(Excerpted records):

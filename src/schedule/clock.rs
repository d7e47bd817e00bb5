//! Time source abstraction.
//!
//! `today()` is the single impure primitive in the scheduler; everything
//! else is a pure function of it. Injecting the clock (instead of a
//! module-level "today") makes every date computation deterministic
//! under test.

use chrono::NaiveDate;

/// Source of the current date.
pub trait Clock {
    /// The current date.
    fn today(&self) -> NaiveDate;
}

/// Wall-clock dates in the local timezone.
#[derive(Clone, Copy, Debug, Default)]
pub struct SystemClock;

impl Clock for SystemClock {
    fn today(&self) -> NaiveDate {
        chrono::Local::now().date_naive()
    }
}

/// A clock pinned to one date. Test double.
#[derive(Clone, Copy, Debug)]
pub struct FixedClock(pub NaiveDate);

impl Clock for FixedClock {
    fn today(&self) -> NaiveDate {
        self.0
    }
}
//! Twitter tools - stdio entrypoint
//!
//! Reads one JSON request per line from stdin and writes one JSON response
//! per line to stdout. Logs go to stderr.

#![forbid(unsafe_code)]

use std::io::{BufRead, Write};

use anyhow::Result;
use fcp_twitter_tools::{TwitterConfig, TwitterError, TwitterTools};
use serde_json::{Value, json};
use tracing_subscriber::{EnvFilter, layer::SubscriberExt, util::SubscriberInitExt};

fn main() -> Result<()> {
    tracing_subscriber::registry()
        .with(EnvFilter::try_from_default_env().unwrap_or_else(|_| EnvFilter::new("info")))
        .with(tracing_subscriber::fmt::layer().with_writer(std::io::stderr))
        .init();

    tracing::info!("Twitter tools starting");

    run_loop()?;

    Ok(())
}

/// Serve requests until stdin closes.
fn run_loop() -> Result<()> {
    let stdin = std::io::stdin();
    let mut stdout = std::io::stdout();
    let tools = TwitterTools::new(TwitterConfig::from_env());

    let runtime = tokio::runtime::Builder::new_multi_thread()
        .enable_all()
        .build()?;

    for line in stdin.lock().lines() {
        let line = line?;
        if line.trim().is_empty() {
            continue;
        }

        let response = runtime.block_on(handle_message(&tools, &line));

        let response_json = serde_json::to_string(&response)?;
        writeln!(stdout, "{response_json}")?;
        stdout.flush()?;
    }

    Ok(())
}

async fn handle_message(tools: &TwitterTools, message: &str) -> Value {
    let request: Value = match serde_json::from_str(message) {
        Ok(v) => v,
        Err(e) => {
            return json!({
                "error": {
                    "code": "invalid_json",
                    "message": format!("Invalid JSON: {e}")
                }
            });
        }
    };

    let method = request.get("method").and_then(Value::as_str).unwrap_or("");
    let id = request.get("id").cloned();
    let params = request.get("params").cloned().unwrap_or_else(|| json!({}));

    let result = match method {
        "list_tools" => Ok(json!({ "tools": tools.catalog().definitions() })),
        "health" => Ok(tools.health()),
        "invoke" => {
            let name = params.get("tool").and_then(Value::as_str).unwrap_or("");
            let args = params.get("args").cloned().unwrap_or(Value::Null);
            tools.invoke(name, args).await
        }
        _ => {
            let mut response = json!({
                "jsonrpc": "2.0",
                "error": {
                    "code": "unknown_method",
                    "message": format!("Unknown method: {method}")
                }
            });
            if let Some(id) = id {
                response["id"] = id;
            }
            return response;
        }
    };

    let mut response = match result {
        Ok(value) => json!({ "jsonrpc": "2.0", "result": value }),
        Err(e) => json!({
            "jsonrpc": "2.0",
            "error": {
                "code": error_code(&e),
                "message": e.to_string(),
                "retry_after_secs": e.retry_after().map(|d| d.as_secs()),
            }
        }),
    };
    if let Some(id) = id {
        response["id"] = id;
    }
    response
}

const fn error_code(error: &TwitterError) -> &'static str {
    match error {
        TwitterError::Configuration(_) => "configuration",
        TwitterError::Validation { .. } => "validation",
        TwitterError::UnknownTool(_) => "unknown_tool",
        TwitterError::Api { .. } => "api",
        TwitterError::Http(_) => "http",
        TwitterError::Json(_) => "json",
        TwitterError::OAuth(_) => "oauth",
        TwitterError::Unimplemented(_) => "unimplemented",
    }
}

#[cfg(test)]
mod tests {
    use super::*;
    use fcp_twitter_tools::Credentials;
    use wiremock::{
        Mock, MockServer, ResponseTemplate,
        matchers::{method, path},
    };

    fn tools(api_url: &str) -> TwitterTools {
        TwitterTools::new(TwitterConfig {
            api_url: api_url.to_string(),
            ..TwitterConfig::new(Credentials::new("key", "secret"))
        })
    }

    #[tokio::test]
    async fn test_list_tools_in_catalog_order() {
        let tools = tools("http://127.0.0.1:1");
        let response = handle_message(&tools, r#"{"id": 1, "method": "list_tools"}"#).await;

        assert_eq!(response["id"], 1);
        assert_eq!(response["jsonrpc"], "2.0");
        let listed = response["result"]["tools"].as_array().unwrap();
        assert_eq!(listed.len(), 9);
        assert_eq!(listed[0]["name"], "get_profile");
        assert_eq!(listed[8]["name"], "get_trends");
        assert_eq!(listed[0]["parameters"]["required"], json!(["username"]));
    }

    #[tokio::test]
    async fn test_health_reports_state() {
        let tools = tools("http://127.0.0.1:1");
        let response = handle_message(&tools, r#"{"id": "h", "method": "health"}"#).await;

        assert_eq!(response["id"], "h");
        assert_eq!(response["result"]["state"], "uninitialized");
        assert_eq!(response["result"]["metrics"]["requests_total"], 0);
    }

    #[tokio::test]
    async fn test_invoke_returns_tool_result() {
        let server = MockServer::start().await;
        Mock::given(method("GET"))
            .and(path("/2/users/by/username/alice"))
            .respond_with(ResponseTemplate::new(200).set_body_json(json!({
                "data": {"id": "u1", "name": "Alice", "username": "alice"}
            })))
            .mount(&server)
            .await;
        let tools = tools(&server.uri());

        let response = handle_message(
            &tools,
            r#"{"id": 7, "method": "invoke", "params": {"tool": "get_profile", "args": {"username": "alice"}}}"#,
        )
        .await;

        assert_eq!(response["id"], 7);
        assert_eq!(response["result"]["username"], "alice");
        assert_eq!(response["result"]["display_name"], "Alice");
        assert!(response.get("error").is_none());
    }

    #[tokio::test]
    async fn test_invoke_error_codes() {
        let tools = tools("http://127.0.0.1:1");
        let cases = [
            (r#"{"tool": "delete_tweet"}"#, "unknown_tool"),
            (r#"{"tool": "get_profile", "args": {}}"#, "validation"),
            (r#"{"tool": "get_trends"}"#, "unimplemented"),
        ];

        for (params, code) in cases {
            let message = format!(r#"{{"id": 2, "method": "invoke", "params": {params}}}"#);
            let response = handle_message(&tools, &message).await;
            assert_eq!(response["error"]["code"], code, "params: {params}");
            assert_eq!(response["id"], 2);
        }

        let unconfigured = TwitterTools::new(TwitterConfig::default());
        let response = handle_message(
            &unconfigured,
            r#"{"method": "invoke", "params": {"tool": "retweet", "args": {"id": "1"}}}"#,
        )
        .await;
        assert_eq!(response["error"]["code"], "configuration");
        assert!(response.get("id").is_none());
    }

    #[tokio::test]
    async fn test_rate_limit_error_carries_code() {
        let server = MockServer::start().await;
        Mock::given(method("GET"))
            .and(path("/2/tweets/1"))
            .respond_with(ResponseTemplate::new(429))
            .mount(&server)
            .await;
        let tools = tools(&server.uri());

        let response = handle_message(
            &tools,
            r#"{"method": "invoke", "params": {"tool": "get_tweet", "args": {"id": "1"}}}"#,
        )
        .await;
        assert_eq!(response["error"]["code"], "api");
        assert!(response["error"]["message"].as_str().unwrap().contains("429"));
    }

    #[tokio::test]
    async fn test_malformed_requests() {
        let tools = tools("http://127.0.0.1:1");

        let response = handle_message(&tools, "{not json").await;
        assert_eq!(response["error"]["code"], "invalid_json");

        let response = handle_message(&tools, r#"{"id": 3, "method": "shutdown"}"#).await;
        assert_eq!(response["error"]["code"], "unknown_method");
        assert_eq!(response["id"], 3);
    }
}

(Exercise instructions): Take the lines from the start of the records through the line holding "use chrono::NaiveDate;", both included, and please print them exactly, with nothing else.

(Exercise answer):
filename src/schedule/clock.rs
repository d7e47bd817e00bb5
//! Time source abstraction.
//!
//! `today()` is the single impure primitive in the scheduler; everything
//! else is a pure function of it. Injecting the clock (instead of a
//! module-level "today") makes every date computation deterministic
//! under test.

use chrono::NaiveDate;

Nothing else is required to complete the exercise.